Pour ce parti, le président indépendantiste n’aurait pas dû accepter les conditions posées par l’État pour le versement de l’aide à la reconstruction, à savoir la mise en œuvre de réformes. Son leader Philippe Gomès estime en effet que le prêt d’un milliard d’euros ainsi octroyé va « durablement endetter les générations futures ». Il souhaite que la nouvelle équipe gouvernementale soit en mesure d’engager un rapport de force avec Bercy.
Un gouvernement déconnecté de l’assemblée ?
Au-delà de Calédonie ensemble, d’autres formations politiques partagent le sentiment d’un décalage entre le gouvernement local et le Congrès, l’assemblée dont il est pourtant issu. Virginie Ruffenach, présidente du groupe de droite Le Rassemblement-Les Républicains, indique ainsi :
Nous étions contre la chute du gouvernement, mais nous comprenons les raisons qui nous ont amenés là. Ça a été très difficile ces derniers mois de mener un travail en commun avec ce président du gouvernement.

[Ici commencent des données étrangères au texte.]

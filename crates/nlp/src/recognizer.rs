//! Domain-specific mention recognition.
//!
//! Enriches the annotation backend's baseline spans with gazetteer-triggered
//! domain spans. One strict left-to-right pass; scan order is the only source
//! of precedence.

use std::collections::BTreeMap;

use tracing::debug;

use chronicler_domain::EntityKind;

use crate::annotate::{Document, EntitySpan, Pos, SpanLabel};
use crate::gazetteer::GAZETTEER_INDEX;

/// One recognized mention of a domain entity.
#[derive(Debug, Clone, PartialEq, Eq)]
pub struct Mention {
    /// Surface text of the span.
    pub text: String,
    /// Byte offsets into the source text.
    pub start: usize,
    pub end: usize,
    pub label: SpanLabel,
    /// Token range of the span.
    pub start_token: usize,
    pub end_token: usize,
}

/// Recognizer over the fixed gazetteers.
#[derive(Debug, Default)]
pub struct MentionRecognizer;

impl MentionRecognizer {
    pub fn new() -> Self {
        Self
    }

    /// Scan the document and return every mention grouped by kind. Baseline
    /// spans from the backend are included in the result; gazetteer candidates
    /// overlapping an already-accepted span are discarded, never replace one.
    pub fn recognize(&self, doc: &Document) -> BTreeMap<EntityKind, Vec<Mention>> {
        let mut accepted: Vec<EntitySpan> = doc.spans().to_vec();
        let tokens = doc.tokens();

        let mut index = 0;
        while index < tokens.len() {
            let Some((_, label, _)) = GAZETTEER_INDEX.iter().find(|(_, _, words)| {
                let token = &tokens[index];
                words.contains(token.text.to_lowercase().as_str())
                    || words.contains(token.lemma.to_lowercase().as_str())
            }) else {
                index += 1;
                continue;
            };

            // Expand backward over adjectives and proper nouns, then forward
            // over nouns, adjectives and proper nouns.
            let mut start_token = index;
            while start_token > 0
                && matches!(tokens[start_token - 1].pos, Pos::Adjective | Pos::ProperNoun)
            {
                start_token -= 1;
            }
            let mut end_token = index + 1;
            while end_token < tokens.len()
                && matches!(
                    tokens[end_token].pos,
                    Pos::Noun | Pos::Adjective | Pos::ProperNoun
                )
            {
                end_token += 1;
            }

            let overlapping = accepted
                .iter()
                .any(|span| span.overlaps(start_token, end_token));
            if !overlapping {
                let span = EntitySpan {
                    label: *label,
                    start_token,
                    end_token,
                    start: tokens[start_token].start,
                    end: tokens[end_token - 1].end,
                };
                debug!(
                    label = ?label,
                    text = doc.span_text(&span),
                    "recognized domain mention"
                );
                accepted.push(span);
            }
            // First-found span wins; the scan resumes past the candidate
            // either way, so same-pass candidates can never tie.
            index = end_token;
        }

        let mut mentions: BTreeMap<EntityKind, Vec<Mention>> = BTreeMap::new();
        accepted.sort_by_key(|span| span.start_token);
        for span in accepted {
            mentions
                .entry(span.label.entity_kind())
                .or_default()
                .push(Mention {
                    text: doc.span_text(&span).to_string(),
                    start: span.start,
                    end: span.end,
                    label: span.label,
                    start_token: span.start_token,
                    end_token: span.end_token,
                });
        }
        mentions
    }
}
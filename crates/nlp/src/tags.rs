//! Closed tag vocabularies with their trigger keywords, per entity kind.
//!
//! Process-wide read-only data. A tag outside these tables is never assigned.

use chronicler_domain::EntityKind;

pub type TagKeywords = (&'static str, &'static [&'static str]);

pub const CHARACTER_TAGS: &[TagKeywords] = &[
    (
        "Spojenec",
        &[
            "spojenec", "přítel", "pomocník", "ochránce", "zachránce", "mentor", "učitel", "rádce",
        ],
    ),
    (
        "Nepřítel",
        &[
            "nepřítel", "protivník", "záporák", "padouch", "zrádce", "vrah", "zločinec", "bandita",
            "lupič",
        ],
    ),
    (
        "Obchodník",
        &[
            "obchodník", "prodavač", "kupec", "kramář", "handlíř", "překupník", "hokynář",
            "trhovník",
        ],
    ),
    (
        "Zadavatel questů",
        &["zadavatel", "quest", "úkol", "mise", "zakázka", "žádost", "prosba"],
    ),
    (
        "Důležitý",
        &[
            "důležitý", "klíčový", "významný", "mocný", "vlivný", "vůdce", "vládce", "král",
            "královna", "náčelník",
        ],
    ),
];

pub const LOCATION_TAGS: &[TagKeywords] = &[
    (
        "Obydlené",
        &[
            "obydlené", "osídlené", "obývané", "lidé", "obyvatelé", "vesničané", "měšťané",
            "občané",
        ],
    ),
    (
        "Nebezpečné",
        &[
            "nebezpečné", "nebezpečí", "hrozba", "riziko", "smrtící", "zákeřné", "zrádné",
            "děsivé", "strašidelné",
        ],
    ),
    (
        "Prozkoumané",
        &["prozkoumané", "známé", "zmapované", "objevené", "navštívené"],
    ),
    (
        "Neprozkoumané",
        &[
            "neprozkoumané", "neznámé", "nezmapované", "neobjevené", "tajemné", "záhadné",
        ],
    ),
    (
        "Důležité",
        &[
            "důležité", "klíčové", "významné", "strategické", "mocné", "vlivné", "hlavní",
            "centrální",
        ],
    ),
];

pub const CREATURE_TAGS: &[TagKeywords] = &[
    (
        "Boss",
        &[
            "boss", "vůdce", "náčelník", "král", "královna", "pán", "paní", "vládce", "vládkyně",
            "mocný", "mocná", "silný", "silná",
        ],
    ),
    (
        "Běžná",
        &[
            "běžná", "obyčejná", "normální", "slabá", "malá", "mladá", "nedospělá",
        ],
    ),
    (
        "Unikátní",
        &[
            "unikátní", "jedinečná", "vzácná", "legendární", "mytická", "bájná", "pověstná",
        ],
    ),
    (
        "Inteligentní",
        &[
            "inteligentní", "chytrá", "moudrá", "lstivá", "vychytralá", "mazaná", "důvtipná",
            "mluvící",
        ],
    ),
    (
        "Nemrtvá",
        &[
            "nemrtvá", "neživá", "oživlá", "zombie", "kostlivec", "duch", "přízrak", "stín",
            "upír", "lich",
        ],
    ),
];

pub const ITEM_TAGS: &[TagKeywords] = &[
    (
        "Běžný",
        &[
            "běžný", "obyčejný", "normální", "všední", "každodenní", "prostý",
        ],
    ),
    (
        "Vzácný",
        &[
            "vzácný", "neobvyklý", "nezvyklý", "výjimečný", "cenný", "drahý",
        ],
    ),
    (
        "Epický",
        &[
            "epický", "mocný", "silný", "výkonný", "působivý", "úžasný",
        ],
    ),
    (
        "Legendární",
        &[
            "legendární", "bájný", "mytický", "pověstný", "slavný", "proslulý",
        ],
    ),
    (
        "Prokletý",
        &[
            "prokletý", "zlořečený", "zatracený", "temný", "zlý", "nebezpečný", "zákeřný",
        ],
    ),
    (
        "Questový",
        &[
            "questový", "úkolový", "misijní", "klíčový", "důležitý", "nezbytný",
        ],
    ),
];

pub const QUEST_TAGS: &[TagKeywords] = &[
    (
        "Hlavní",
        &[
            "hlavní", "primární", "klíčový", "důležitý", "zásadní", "nezbytný", "příběhový",
        ],
    ),
    (
        "Vedlejší",
        &[
            "vedlejší", "sekundární", "volitelný", "doplňkový", "postranní", "nepodstatný",
        ],
    ),
    (
        "Frakční",
        &[
            "frakční", "frakce", "organizace", "skupina", "cech", "gilda", "řád", "klan",
        ],
    ),
    (
        "Časově omezený",
        &[
            "časově omezený", "časový limit", "termín", "deadline", "spěch", "rychle", "brzy",
        ],
    ),
    (
        "Průzkumný",
        &[
            "průzkumný", "průzkum", "objevování", "hledání", "pátrání", "zkoumání", "mapování",
        ],
    ),
];

pub const FACTION_TAGS: &[TagKeywords] = &[
    (
        "Přátelská",
        &[
            "přátelská", "spojenecká", "spřátelená", "mírumilovná", "nápomocná", "podporující",
        ],
    ),
    (
        "Nepřátelská",
        &[
            "nepřátelská", "protivnická", "nepřátelství", "válčící", "agresivní", "útočná",
        ],
    ),
    (
        "Neutrální",
        &[
            "neutrální", "nestranná", "nezaujatá", "nezúčastněná", "nezapojená",
        ],
    ),
    (
        "Obchodní",
        &[
            "obchodní", "kupecká", "tržní", "ekonomická", "finanční", "výdělečná",
        ],
    ),
    (
        "Vojenská",
        &[
            "vojenská", "bojová", "válečná", "armádní", "bitevní", "útočná", "obranná",
        ],
    ),
    (
        "Náboženská",
        &[
            "náboženská", "církevní", "kultovní", "duchovní", "svatá", "posvátná", "božská",
        ],
    ),
];

pub const EVENT_TAGS: &[TagKeywords] = &[
    (
        "Souboj",
        &[
            "souboj", "boj", "bitva", "střet", "konflikt", "válka", "útok", "obrana",
        ],
    ),
    (
        "Dialog",
        &[
            "dialog", "rozhovor", "konverzace", "diskuze", "debata", "hovor", "povídání",
        ],
    ),
    (
        "Objev",
        &[
            "objev", "nález", "objevení", "nalezení", "odhalení", "zjištění", "poznání",
        ],
    ),
    (
        "Quest",
        &["quest", "úkol", "mise", "zakázka", "žádost", "prosba", "zadání"],
    ),
    (
        "Důležitá",
        &[
            "důležitá", "klíčová", "významná", "zásadní", "přelomová", "rozhodující",
        ],
    ),
    (
        "Vedlejší",
        &[
            "vedlejší", "nepodstatná", "okrajová", "doplňková", "méně důležitá",
        ],
    ),
];

/// Tag vocabulary for a kind; empty for kinds that are never tagged from
/// prose (journal entries).
pub fn vocabulary(kind: EntityKind) -> &'static [TagKeywords] {
    match kind {
        EntityKind::Character => CHARACTER_TAGS,
        EntityKind::Location => LOCATION_TAGS,
        EntityKind::Creature => CREATURE_TAGS,
        EntityKind::Item => ITEM_TAGS,
        EntityKind::Quest => QUEST_TAGS,
        EntityKind::Faction => FACTION_TAGS,
        EntityKind::Event => EVENT_TAGS,
        EntityKind::JournalEntry => &[],
    }
}

#[cfg(test)]
mod tests {
    use super::*;

    #[test]
    fn every_tagged_kind_has_a_nonempty_vocabulary() {
        for kind in EntityKind::ALL {
            let vocab = vocabulary(kind);
            if kind == EntityKind::JournalEntry {
                assert!(vocab.is_empty());
            } else {
                assert!(!vocab.is_empty(), "{kind} has no vocabulary");
                for (tag, keywords) in vocab {
                    assert!(!tag.is_empty());
                    assert!(!keywords.is_empty(), "tag {tag} has no keywords");
                }
            }
        }
    }

    #[test]
    fn tags_within_a_vocabulary_are_unique() {
        for kind in EntityKind::ALL {
            let mut seen = std::collections::BTreeSet::new();
            for (tag, _) in vocabulary(kind) {
                assert!(seen.insert(*tag), "duplicate tag {tag} for {kind}");
            }
        }
    }
}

Milakulo Tukumuli, du parti centriste Éveil océanien, estime pour sa part que « le gouvernement procède du Congrès, et pas l’inverse ». Comme Calédonie ensemble, il juge disproportionnées les exigences du ministère de l’Économie et critique tout projet d’augmentation d’impôts qui pèserait sur les plus modestes :
Je ne sais pas dans quel monde vivent certaines personnes, mais moi je vis dans un monde où les gens n’arrivent même plus à se nourrir.
Vers une mise sous tutelle de la Nouvelle-Calédonie ?
Normalement, un nouveau gouvernement devrait être élu le 7 janvier par les conseillers du Congrès, qui désigneront dans la foulée son président. Selon plusieurs observateurs, il devrait s’agir d’Alcide Ponga, président du Rassemblement-Les Républicains, dont le nom semble faire consensus.
Seulement voilà : pour protester contre le renversement de l’équipe Mapou, les groupes indépendantistes ont annoncé qu’ils ne siégeraient plus, « afin de mettre chacun devant ses responsabilités ». Jean-Pierre Djaïwé, président de l’UNI (Union nationale pour l’indépendance), justifie cette décision :
Puisqu’ils mettent en cause le plan de sauvetage du gouvernement, nous ne voterons pas les textes qui y sont liés en attendant que le prochain gouvernement fasse ses propositions.
Conséquence directe de ce boycott : le Congrès n’a pas pu adopter jeudi la réforme de la taxe sur la consommation. Or, sans cette réforme, Bercy ne versera pas les 231,2 millions d’euros dont la Nouvelle-Calédonie a besoin pour boucler son budget 2024 et notamment payer les salaires des fonctionnaires.
Face à cette situation de blocage, certains, comme Philippe Blaise, élu du parti loyaliste Les Républicains calédoniens, s’alarment : « La mise sous tutelle devient un scénario de plus en plus sérieux ». De quoi encore assombrir l’avenir d’un archipel en plein marasme.